The body of the payload is quite simple, requiring a modelId to set the model to monitor and a referenceTag that determines which data to use as the reference distribution, in our case TRAINING to match the tag we used when we uploaded the training data. This will then measure the drift of all recorded inference data against the reference distribution.

Check the Metrics

Navigate to Observe → Metrics in the OpenShift console. If you’re already on that page, you may need to refresh before the new metrics appear in the suggested expressions.
Set the time window to 5 minutes (top left) and the refresh interval to 15 seconds (top right)
In the "Expression" field, enter trustyai_meanshift. It might take a few seconds before the cluster monitoring stacks picks up the new metric, so if trustyai_meanshift is not appearing, try refreshing the page.
Explore the Metric Chart:
You’ll notice that a metric is emitted for each of the four features and the single output, making for five measurements in total. All metric values should equal 1 (no drift), which makes sense: we only have the training data, which can’t drift from itself.

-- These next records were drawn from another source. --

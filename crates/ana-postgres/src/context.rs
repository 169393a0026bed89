use std::marker::PhantomData;

use ana::{Finalized, SessionCtx, TrackedOperation, EXPIRATION_CAUSE};
use anyhow::Result;
use async_trait::async_trait;
use chrono::{DateTime, Utc};
use serde::Serialize;
use sqlx::{PgConnection, Postgres, Transaction};
use tracing::debug;

/// Execution context of a PostgreSQL session.
///
/// Owns the transaction that locked the tracked row. Whatever the work
/// function writes through [`connection`](Self::connection) commits together
/// with a `Finished` record, and is rolled back if the attempt fails.
pub struct PgContext<P, R> {
    tx: Transaction<'static, Postgres>,
    key: String,
    target: String,
    reference_time: DateTime<Utc>,
    _marker: PhantomData<fn() -> (P, R)>,
}

impl<P, R> PgContext<P, R> {
    pub(crate) async fn open(
        mut tx: Transaction<'static, Postgres>,
        key: &str,
        target: &str,
        reference_time: DateTime<Utc>,
    ) -> Result<Self> {
        sqlx::query("SAVEPOINT ana_operation")
            .execute(&mut *tx)
            .await?;

        Ok(Self {
            tx,
            key: key.to_string(),
            target: target.to_string(),
            reference_time,
            _marker: PhantomData,
        })
    }

    pub fn transaction(&mut self) -> &mut Transaction<'static, Postgres> {
        &mut self.tx
    }

    pub fn connection(&mut self) -> &mut PgConnection {
        &mut self.tx
    }

    pub fn key(&self) -> &str {
        &self.key
    }

    pub fn target(&self) -> &str {
        &self.target
    }

    pub fn reference_time(&self) -> DateTime<Utc> {
        self.reference_time
    }

    /// Discard the work function's writes and store a `Failed` record.
    async fn persist_failure(self, cause: &str, started_at: Option<DateTime<Utc>>) -> Result<()> {
        let mut tx = self.tx;

        sqlx::query("ROLLBACK TO SAVEPOINT ana_operation")
            .execute(&mut *tx)
            .await?;

        sqlx::query(
            r#"
            UPDATE ana.tracked_operations
            SET status = 'failed',
                result = NULL,
                error_message = $4,
                error_count = error_count + 1,
                started_at = COALESCE($5, started_at),
                finished_at = NOW(),
                updated_at = NOW()
            WHERE key = $1 AND target = $2 AND reference_time = $3
            "#,
        )
        .bind(&self.key)
        .bind(&self.target)
        .bind(self.reference_time)
        .bind(cause)
        .bind(started_at)
        .execute(&mut *tx)
        .await?;

        tx.commit().await?;

        debug!(key = %self.key, target = %self.target, cause, "stored failed operation");
        Ok(())
    }
}

#[async_trait]
impl<P, R> SessionCtx<P, R> for PgContext<P, R>
where
    P: Serialize + Send + Sync + 'static,
    R: Serialize + Send + Sync + 'static,
{
    async fn success(self, operation: TrackedOperation<P, R>) -> Result<Finalized> {
        if operation.is_expired(Utc::now()) {
            self.persist_failure(EXPIRATION_CAUSE, operation.started_at)
                .await?;
            return Ok(Finalized::Vetoed(EXPIRATION_CAUSE.to_string()));
        }

        let result = operation
            .result
            .as_ref()
            .map(serde_json::to_value)
            .transpose()?;
        let mut tx = self.tx;

        sqlx::query("RELEASE SAVEPOINT ana_operation")
            .execute(&mut *tx)
            .await?;

        sqlx::query(
            r#"
            UPDATE ana.tracked_operations
            SET status = 'finished',
                result = $4,
                error_message = NULL,
                started_at = COALESCE($5, started_at),
                finished_at = NOW(),
                updated_at = NOW()
            WHERE key = $1 AND target = $2 AND reference_time = $3
            "#,
        )
        .bind(&self.key)
        .bind(&self.target)
        .bind(self.reference_time)
        .bind(result)
        .bind(operation.started_at)
        .execute(&mut *tx)
        .await?;

        tx.commit().await?;

        debug!(key = %self.key, target = %self.target, "stored finished operation");
        Ok(Finalized::Committed)
    }

    async fn fail(self, operation: TrackedOperation<P, R>) -> Result<()> {
        let cause = operation.error.as_deref().unwrap_or("Operation failed");
        self.persist_failure(cause, operation.started_at).await
    }
}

Collect "Real-World" Inferences

Get the route to the model:

MODEL_ROUTE=https://$(oc get route/gaussian-credit-model --template={{.spec.host}})

Send data payloads to model:

for batch in {0..595..5}; do
  curl -k $MODEL_ROUTE/v2/models/gaussian-credit-model/infer -d @data/data_batches/$batch.json
  sleep 1
done

Observe Drift

Navigating back to the Observe → Metrics page in the OpenShift console, we can see the MeanShift metric values for the various features changes. Notably, the values for Credit Score, Age, and Acceptance Probability have all dropped to 0, indicating there is a statistically very high likelihood that the values of these fields in the inference data come from a different distribution than that of the training data. Meanwhile, the Years of Employment and Years of Education scores have dropped to 0.34 and 0.82 respectively, indicating that there is a little drift, but not enough to be particularly concerning. Remember, the Mean-Shift metric scores are p-values, so only values < 0.05 indicate statistical significance.

A Peek Behind The Curtain

To better understand the what these metrics tell us, let’s take a look behind the curtain at the actual data I generated for this example, and look at the real distributions of the training and inference datasets:

In red are each features' distributions in the training set, while the blue shows the distribution seen in the "real-world" inference data. We can clearly see that the Age and Credit Score data are drawn from two different distributions, while Years of Education and Years of Employment look to be the same distribution, and this exactly aligns with the metric values we observed in the previous section. Naturally, the differing input distributions also cause the output Acceptance Probability distribution to shift as well.

Conclusion

The Mean-Shift metric, as well as the more complex FourierMMD and Kolmogorov-Smirnov metrics, are excellent tools to understand how well your models understand the real-life deployment data that they are receiving. It is crucially important to monitor data drift, as ensuring that the training and inference data are closely aligned gives your models the best chance at performing well in the real-world. After all, it does not matter if your models are impeccable over the training data: it is only when they are deployed to real users that these models provide any meaningful value, and it is only during this deployment that their performance actually matters, where these models might begin to affect your user’s lives and livelihoods. Using TrustyAI to monitor the data drift can help you trust that your models are operating in familiar territory and that they can accurately apply all the intuitions they learned during training.